Tuesday, September 7, 2010

The Orb Weaver

With the advent of fall, one notices the influx of spiders lurking about the garden, the rafters of the house and every available nook. They are a most interesting invertebrate in both appearance and habit. All are predators which make them valuable to the gardener as they will eat flies, mosquitoes, grasshoppers, locusts, cockroaches, and aphids. The habits differ among species with some making intricate webs to trap their prey while some lie in wait on flowers and some simply travel about on the ground. Now is the time to see the intricate web of the amazing Orb Weaver whose wonderful web will catch almost any flying insect. Particularly interesting is the way in which she will repair the web, giving it an almost stitch-like appearance.

Part Two... Loss and Gain... My Green Lynx

I spent the month of September watching my lovely Lynx spider live on the Zinnias. She occasionally moved from one flower to another making it impossible to pick a bouquet lest I disturb her in her chosen 'territory'. As a true fan of Charlotte's Web, I was curious about what would ensue if she was left to her own devices. Would she have babies?

Yes, indeed, she did. A little over two weeks ago she began looking a little less plump and upon careful examination, I noted she had an egg sac on the underside of the Zinnia. It was translucent white and had a shimmering look to it. My 'Charlotte' stood guard vigilantly and never again made any efforts to catch a butterfly for dinner. She began to weave a straggled web around the top of the flower extending over eight inches to include a portion of the stem. Last Thursday, the babies began to hatch.

They are orange, the size of a pin head with tiny brown legs. Over the course of three days they slowly emerged and by Sunday the sac was empty. As the Mother stood guard, and the web became a play-pen, the little spiders all gathered on the top of the fading Zinnia. As the temperature climbed, they scattered about and began to explore only to rush together in a cluster if I jiggled the flower.

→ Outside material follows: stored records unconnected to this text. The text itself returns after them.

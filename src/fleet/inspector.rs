//! Read-only fleet queries.

use std::collections::HashMap;

use async_trait::async_trait;
use aws_sdk_autoscaling::types::{AutoScalingGroup, LaunchTemplateSpecification};
use aws_sdk_ec2::types::Filter;
use chrono::{DateTime, Utc};
use tracing::{debug, warn};

use super::types::{Group, GroupFilter, GroupSnapshot, LaunchConfigId, LifecycleState, Member};
use crate::aws::retry::with_backoff;
use crate::aws::{AwsClients, Backoff};
use crate::error::{Result, RollerError};

/// Query interface over group membership. Implementations never cache:
/// every call reflects the platform at the time it is made.
#[async_trait]
pub trait FleetInspector: Send + Sync {
    /// Resolve exactly one group, or fail with `GroupResolution`.
    async fn resolve_group(&self, filter: &GroupFilter) -> Result<Group>;

    /// Current members of the group, freshly queried.
    async fn list_members(&self, group: &Group) -> Result<Vec<Member>>;
}

/// Resolve the group and fetch its members.
pub async fn inspect(inspector: &dyn FleetInspector, filter: &GroupFilter) -> Result<GroupSnapshot> {
    let group = inspector.resolve_group(filter).await?;
    let members = inspector.list_members(&group).await?;
    Ok(GroupSnapshot { group, members })
}

/// Fleet inspector backed by the Auto Scaling and EC2 APIs.
pub struct AwsFleetInspector {
    clients: AwsClients,
    backoff: Backoff,
}

impl AwsFleetInspector {
    pub fn new(clients: &AwsClients) -> Self {
        Self {
            clients: clients.clone(),
            backoff: Backoff::default(),
        }
    }

    async fn describe_groups(&self, filter: &GroupFilter) -> Result<Vec<AutoScalingGroup>> {
        let mut groups = Vec::new();
        let mut next_token: Option<String> = None;

        loop {
            let token = next_token.take();
            let response = with_backoff(&self.backoff, "DescribeAutoScalingGroups", || {
                let mut request = self.clients.asg.describe_auto_scaling_groups();
                if let GroupFilter::Exact(name) = filter {
                    request = request.auto_scaling_group_names(name);
                }
                if let Some(token) = token.clone() {
                    request = request.next_token(token);
                }
                async move {
                    request
                        .send()
                        .await
                        .map_err(|e| RollerError::aws(module_path!(), e))
                }
            })
            .await?;

            groups.extend(
                response
                    .auto_scaling_groups()
                    .iter()
                    .filter(|g| {
                        g.auto_scaling_group_name()
                            .is_some_and(|name| filter.matches(name))
                    })
                    .cloned(),
            );

            next_token = response.next_token().map(|s| s.to_string());
            if next_token.is_none() {
                break;
            }
        }

        debug!(filter = %filter, matched = groups.len(), "Described Auto Scaling groups");
        Ok(groups)
    }

    async fn describe_single_group(&self, filter: &GroupFilter) -> Result<AutoScalingGroup> {
        let mut groups = self.describe_groups(filter).await?;
        if groups.len() != 1 {
            return Err(RollerError::GroupResolution {
                filter: filter.to_string(),
                matched: groups
                    .iter()
                    .filter_map(|g| g.auto_scaling_group_name().map(|s| s.to_string()))
                    .collect(),
            });
        }
        Ok(groups.remove(0))
    }

    async fn target_launch_config(&self, asg: &AutoScalingGroup) -> Result<LaunchConfigId> {
        if let Some(name) = asg.launch_configuration_name() {
            return Ok(LaunchConfigId::configuration(name));
        }

        let spec = asg.launch_template().or_else(|| {
            asg.mixed_instances_policy()
                .and_then(|p| p.launch_template())
                .and_then(|lt| lt.launch_template_specification())
        });

        let Some(spec) = spec else {
            return Err(RollerError::InvalidConfig(format!(
                "group {} has neither a launch configuration nor a launch template",
                asg.auto_scaling_group_name().unwrap_or("unknown")
            )));
        };

        // A concrete version on a known template id needs no lookup
        if let (Some(id), Some(version)) = (spec.launch_template_id(), spec.version())
            && is_concrete_version(version)
        {
            return Ok(LaunchConfigId::template(id, version));
        }

        let (id, default_version, latest_version) = self
            .describe_launch_template(spec.launch_template_id(), spec.launch_template_name())
            .await?;

        let version = resolve_template_version(spec.version(), default_version, latest_version)
            .ok_or_else(|| {
                RollerError::InvalidConfig(format!(
                    "cannot resolve version {} of launch template {}",
                    spec.version().unwrap_or("$Default"),
                    id
                ))
            })?;

        Ok(LaunchConfigId::template(id, version))
    }

    /// Returns (template id, default version, latest version).
    async fn describe_launch_template(
        &self,
        id: Option<&str>,
        name: Option<&str>,
    ) -> Result<(String, Option<i64>, Option<i64>)> {
        if id.is_none() && name.is_none() {
            return Err(RollerError::InvalidConfig(
                "launch template reference has neither id nor name".to_string(),
            ));
        }

        let response = with_backoff(&self.backoff, "DescribeLaunchTemplates", || {
            let mut request = self.clients.ec2.describe_launch_templates();
            if let Some(id) = id {
                request = request.launch_template_ids(id);
            } else if let Some(name) = name {
                request = request.launch_template_names(name);
            }
            async move {
                request
                    .send()
                    .await
                    .map_err(|e| RollerError::aws(module_path!(), e))
            }
        })
        .await?;

        let template = response
            .launch_templates()
            .first()
            .and_then(|t| t.launch_template_id().map(|id| (t, id)));

        match template {
            Some((t, template_id)) => Ok((
                template_id.to_string(),
                t.default_version_number(),
                t.latest_version_number(),
            )),
            None => Err(RollerError::InvalidConfig(format!(
                "launch template {} not found",
                id.or(name).unwrap_or("unknown")
            ))),
        }
    }

    async fn member_launch_config(
        &self,
        instance_id: &str,
        lc_name: Option<&str>,
        lt: Option<&LaunchTemplateSpecification>,
        tagged_version: Option<&str>,
        template_ids: &mut HashMap<String, String>,
    ) -> Result<Option<LaunchConfigId>> {
        if let Some(name) = lc_name {
            return Ok(Some(LaunchConfigId::configuration(name)));
        }
        let Some(lt) = lt else {
            return Ok(None);
        };
        let Some(version) = member_template_version(lt.version(), tagged_version) else {
            warn!(
                instance_id = %instance_id,
                reported = lt.version().unwrap_or("unset"),
                "Launch template version of member unknown, treating it as outdated"
            );
            return Ok(None);
        };

        let id = match (lt.launch_template_id(), lt.launch_template_name()) {
            (Some(id), _) => id.to_string(),
            (None, Some(name)) => {
                if let Some(id) = template_ids.get(name) {
                    id.clone()
                } else {
                    let (id, _, _) = self.describe_launch_template(None, Some(name)).await?;
                    template_ids.insert(name.to_string(), id.clone());
                    id
                }
            }
            (None, None) => return Ok(None),
        };

        Ok(Some(LaunchConfigId::template(id, version)))
    }

    /// Launch time, private IP and launch template version tag per instance id.
    async fn describe_instances(
        &self,
        instance_ids: &[String],
    ) -> Result<HashMap<String, InstanceDetails>> {
        let mut details = HashMap::new();

        // An empty id filter would describe every instance in the account
        for batch in id_batches(instance_ids) {
            let mut next_token: Option<String> = None;
            loop {
                let token = next_token.take();
                let response = with_backoff(&self.backoff, "DescribeInstances", || {
                    let filter = Filter::builder()
                        .name("instance-id")
                        .set_values(Some(batch.to_vec()))
                        .build();
                    let mut request = self.clients.ec2.describe_instances().filters(filter);
                    if let Some(token) = token.clone() {
                        request = request.next_token(token);
                    }
                    async move {
                        request
                            .send()
                            .await
                            .map_err(|e| RollerError::aws(module_path!(), e))
                    }
                })
                .await?;

                for instance in response.reservations().iter().flat_map(|r| r.instances()) {
                    let Some(id) = instance.instance_id() else {
                        continue;
                    };
                    let launch_time = instance
                        .launch_time()
                        .and_then(|t| DateTime::from_timestamp(t.secs(), t.subsec_nanos()))
                        .unwrap_or(DateTime::UNIX_EPOCH);
                    let template_version = instance
                        .tags()
                        .iter()
                        .find(|t| t.key() == Some(TEMPLATE_VERSION_TAG))
                        .and_then(|t| t.value())
                        .map(|v| v.to_string());
                    details.insert(
                        id.to_string(),
                        InstanceDetails {
                            launch_time,
                            private_ip: instance.private_ip_address().map(|s| s.to_string()),
                            template_version,
                        },
                    );
                }

                next_token = response.next_token().map(|s| s.to_string());
                if next_token.is_none() {
                    break;
                }
            }
        }

        Ok(details)
    }
}

#[async_trait]
impl FleetInspector for AwsFleetInspector {
    async fn resolve_group(&self, filter: &GroupFilter) -> Result<Group> {
        let asg = self.describe_single_group(filter).await?;
        let target = self.target_launch_config(&asg).await?;

        let group = Group {
            name: asg.auto_scaling_group_name().unwrap_or_default().to_string(),
            target,
            min_size: non_negative(asg.min_size()),
            max_size: non_negative(asg.max_size()),
            desired_capacity: non_negative(asg.desired_capacity()),
        };

        debug!(
            group = %group.name,
            target = %group.target,
            min_size = group.min_size,
            desired_capacity = group.desired_capacity,
            "Resolved Auto Scaling group"
        );
        Ok(group)
    }

    async fn list_members(&self, group: &Group) -> Result<Vec<Member>> {
        let asg = self
            .describe_single_group(&GroupFilter::Exact(group.name.clone()))
            .await?;

        let listed: Vec<_> = asg
            .instances()
            .iter()
            .filter_map(|instance| {
                let id = instance.instance_id()?;
                let state = LifecycleState::from_platform(
                    instance
                        .lifecycle_state()
                        .map(|s| s.as_str())
                        .unwrap_or("Unknown"),
                    instance.health_status(),
                );
                (state != LifecycleState::Terminated).then_some((id.to_string(), state, instance))
            })
            .collect();

        let ids: Vec<String> = listed.iter().map(|(id, _, _)| id.clone()).collect();
        let details = self.describe_instances(&ids).await?;

        let mut template_ids = HashMap::new();
        let mut members = Vec::with_capacity(listed.len());

        for (id, state, instance) in listed {
            let found = details.get(&id);
            let launch_config = self
                .member_launch_config(
                    &id,
                    instance.launch_configuration_name(),
                    instance.launch_template(),
                    found.and_then(|d| d.template_version.as_deref()),
                    &mut template_ids,
                )
                .await?;

            let mut member = Member::new(&id, launch_config, DateTime::UNIX_EPOCH, state);
            member.availability_zone = instance.availability_zone().map(|s| s.to_string());
            match found {
                Some(d) => {
                    member.launch_time = d.launch_time;
                    member.private_ip = d.private_ip.clone();
                }
                None => warn!(
                    instance_id = %member.id,
                    group = %group.name,
                    "Instance not found in EC2, ordering it as oldest"
                ),
            }
            members.push(member);
        }

        debug!(group = %group.name, members = members.len(), "Listed group members");
        Ok(members)
    }
}

/// EC2 tag carrying the concrete template version an instance launched from.
const TEMPLATE_VERSION_TAG: &str = "aws:ec2launchtemplate:version";

/// DescribeInstances rejects filters with more values than this.
const MAX_FILTER_VALUES: usize = 200;

#[derive(Debug, Clone)]
struct InstanceDetails {
    launch_time: DateTime<Utc>,
    private_ip: Option<String>,
    template_version: Option<String>,
}

fn id_batches(instance_ids: &[String]) -> std::slice::Chunks<'_, String> {
    instance_ids.chunks(MAX_FILTER_VALUES)
}

fn non_negative(value: Option<i32>) -> usize {
    value.unwrap_or(0).max(0) as usize
}

fn is_concrete_version(version: &str) -> bool {
    !version.is_empty() && version.chars().all(|c| c.is_ascii_digit())
}

/// Turn a launch template version reference into a concrete version number.
/// An unset version means `$Default`.
fn resolve_template_version(
    requested: Option<&str>,
    default_version: Option<i64>,
    latest_version: Option<i64>,
) -> Option<String> {
    match requested {
        None | Some("$Default") => default_version.map(|v| v.to_string()),
        Some("$Latest") => latest_version.map(|v| v.to_string()),
        Some(v) if is_concrete_version(v) => Some(v.to_string()),
        Some(_) => None,
    }
}

/// Concrete version a member was launched from.
///
/// The group API echoes the symbolic reference (`$Latest`, `$Default`) the
/// member was launched with, so the instance tag is authoritative then.
fn member_template_version(reported: Option<&str>, tagged: Option<&str>) -> Option<String> {
    match reported {
        Some(v) if is_concrete_version(v) => Some(v.to_string()),
        _ => tagged.filter(|v| is_concrete_version(v)).map(|v| v.to_string()),
    }
}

The Mother Lynx is clearly fading. She is such a shell of her former self that it is apparent her days are numbered and she will not survive. As I began research on my spider, concerned about the babies, it said it takes another two weeks until fully functional spiderlings are able to care for themselves. It also said they will need to eat eight grub-like worms to reach maturity. It is obvious that many of them will not be able to grow up considering the fact it is the end of the season. For those who doubt Motherhood 'takes something out of you', please look at my poor Mother Lynx... May she RIP.